Most targeted workouts are designed to improve what many people consider problem areas. Toning the upper arms, trimming inner thighs and sculpting abs seem to be the most common concerns. While these areas play a key role in your overall fitness and appearance, you might want to add sculpting and toning your back to that list.

Why back muscles matter

When you work the muscles in your back you are also working your core and even your arms, all of which can reduce your risk of injury and improve your posture. Strengthening your back muscles can also help stabilize your spine, keeping your body in proper alignment during and after your workouts.

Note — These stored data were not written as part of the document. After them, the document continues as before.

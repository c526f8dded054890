//! # SwKit Common
//!
//! Error type, logging setup, and retry/timeout helpers shared by the SwKit
//! offline worker crates.

use std::time::Duration;
use thiserror::Error;

pub mod logging;
pub mod retry;

pub use logging::{init_logging, try_init_logging, LogConfig, LogFormat};
pub use retry::{retry_with_backoff, with_timeout, RetryConfig, Transient};

/// Unified error type for SwKit.
#[derive(Error, Debug)]
pub enum SwKitError {
    /// Configuration errors.
    #[error("Config error: {message}")]
    Config {
        message: String,
        #[source]
        source: Option<Box<dyn std::error::Error + Send + Sync>>,
    },

    /// Timeout errors.
    #[error("Operation timed out after {0:?}")]
    Timeout(Duration),
}

impl SwKitError {
    /// Create a configuration error.
    pub fn config(message: impl Into<String>) -> Self {
        Self::Config {
            message: message.into(),
            source: None,
        }
    }

    /// Create a configuration error with source.
    pub fn config_with_source<E: std::error::Error + Send + Sync + 'static>(
        message: impl Into<String>,
        source: E,
    ) -> Self {
        Self::Config {
            message: message.into(),
            source: Some(Box::new(source)),
        }
    }
}

/// Result type alias for SwKit operations.
pub type Result<T> = std::result::Result<T, SwKitError>;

Whether you work out at a gym or at home, it’s easy to get started with a few basic exercises that target key muscles in both your upper and lower back.

At the gym

Most gyms have plenty of equipment designed for strengthening your back muscles. If you aren’t sure which to choose or how to use it, be sure to ask for assistance to avoid injury.

Upper back

Lat pulldowns target the major muscles in your upper back. Begin the exercise from a seated position under the bar, making the weight just heavy enough for good resistance. Grip the bar overhead with both hands, which should be positioned slightly beyond the width of your shoulders. Pull the bar downward, keeping it in front of your upper body and stopping just at the top of your chest.

Lower back

Back extensions target the lower back. Begin the exercise from a seated position, adjusting the weight so that it’s not too heavy. You should be in control of your movements at all times. Make sure the back pad is aligned to the middle of your shoulder blades, and push backward as far as you can. Slowly lean forward to return back to your starting position.

At home

If you’re working out from home, there’s no shortage of ways to strengthen your back using little to no equipment.

Upper back

The bent-over reverse fly targets the upper back. Begin the exercises in a standing position with a dumbbell in each hand. Your knees should be slightly bent as you lean forward from your hips while keeping your back flat. Raise both arms out to the side until you feel your shoulder blades start to squeeze together. Lower your arms back to the starting position. It’s important to make sure the dumbbell is light enough that you can keep control of your motions.

Lower back

The Superman exercise works your lower back muscles. Because there’s no equipment needed, it’s a great exercise to do from home. Begin the exercise by lying face down with your legs and arms extended. Simultaneously lift both of your legs and arms off of the ground and reach toward the ceiling, bending your lower back into a reversed arch. Hold this position for a few seconds then slowly return to the start.